Saeed Mortazavi stands accused of involvement in the deaths of protesters detained at the Kahrizak detention centre after the disputed re-election of President Mahmoud Ahmadinejad in 2009.
A group of lawmakers launched the impeachment motion against Labour and Social Welfare Minister Abdolreza Sheikholeslami this month after he appointed Mortazavi as the new head of the social security office.
“I suggested to him (Mortazavi) that he resign as head of Social Security Organisation in order to resolve the problem … and he accepted my proposal,” a senior lawmaker, Gholam-Ali Haddad Adel, wrote in a letter to MPs, the Fars news agency reported on Sunday.
The supreme leader, Ayatollah Ali Khamenei, ordered the notorious Kahrizak detention centre to be closed after an investigation revealed that three people had been tortured to death, including the son of a prominent conservative politician.
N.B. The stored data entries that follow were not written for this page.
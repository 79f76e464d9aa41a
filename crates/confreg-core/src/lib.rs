//! # confreg-core
//!
//! Keyed registry of human-editable configuration files.  Each managed file
//! is one YAML document on disk, held in memory by a [`ConfigStore`] and
//! addressed through an application-chosen key in a [`ConfigRegistry`].
//!
//! # Architecture overview (for beginners)
//!
//! A long-running service often wants one configuration file *per entity*:
//! one per connected session, one per player, one per tenant.  Writing that
//! by hand means repeating the same path juggling, "create the file if it is
//! missing" checks, and default-value seeding everywhere.  This crate does it
//! once:
//!
//! - **`domain`** – Pure data helpers with no file-system access: dotted
//!   value paths (`"audio.volume"`) over nested YAML mappings, and the
//!   ordered default-value set shared by a registry.
//!
//! - **`store`** – [`ConfigStore`]: one file on disk plus its in-memory
//!   contents.  Knows whether the file was freshly created (first load),
//!   can seed itself from a template on first load, and merges defaults
//!   without overwriting anything the user already set.
//!
//! - **`registry`** – [`ConfigRegistry`]: a `HashMap<K, ConfigStore>` that
//!   guarantees at most one store per key and applies the shared defaults to
//!   every newly registered store.
//!
//! - **`lifecycle`** – [`LifecycleBinding`]: reacts to "entity activated" /
//!   "entity deactivated" notifications by registering a store, or saving
//!   and dropping it.
//!
//! ```text
//! event source ──► LifecycleBinding ──► ConfigRegistry ──► ConfigStore ──► file.yml
//!                   on_activate           register           open / save
//!                   on_deactivate         deregister
//! ```
//!
//! # Threading
//!
//! Nothing in this crate locks internally.  Callers that receive lifecycle
//! notifications on several threads must wrap the binding (or registry) in a
//! mutex; `confreg-daemon` shows one way to do that.

pub mod domain;
pub mod lifecycle;
pub mod registry;
pub mod store;

// Re-export the most-used types at the crate root so callers can write
// `confreg_core::ConfigRegistry` instead of `confreg_core::registry::ConfigRegistry`.
pub use domain::defaults::DefaultSet;
pub use lifecycle::{Activation, Deactivation, FailureReporter, LifecycleBinding, TracingReporter};
pub use registry::ConfigRegistry;
pub use store::{ConfigStore, StoreError, CANONICAL_EXTENSION};

/// Re-exported so callers can build values without naming `serde_yaml` themselves.
pub use serde_yaml::{Mapping, Value};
In a report published in 2010, parliament accused Mortazavi – then the prosecutor of Tehran – of sending to the camp 147 protesters who had been arrested in June 2009 for protesting against the presidential election result, which opposition parties claim were rigged.
He was later removed from his post as prosecutor.
Last month Mortazavi was added to a European Union list of Iranian officials who are subject to travel bans and asset freezes for abusing human rights.
Mortazavi still faces judicial proceedings over his involvement in the Kahrizak case and has been summoned for a hearing on Monday, Iranian media reported last week.
An impeachment motion against the Labour minister signed by 20 lawmakers was submitted earlier this month after he refused to sack Mortazavi.
The group said his appointment was “against the interests of the country, in conflict with the law and harmful to the benefits of 33 million people and their families”.
Dubbed by some as “the butcher of the press”, the former Tehran prosecutor also had a central role in shutting down reformist newspapers and arresting dozens of journalists.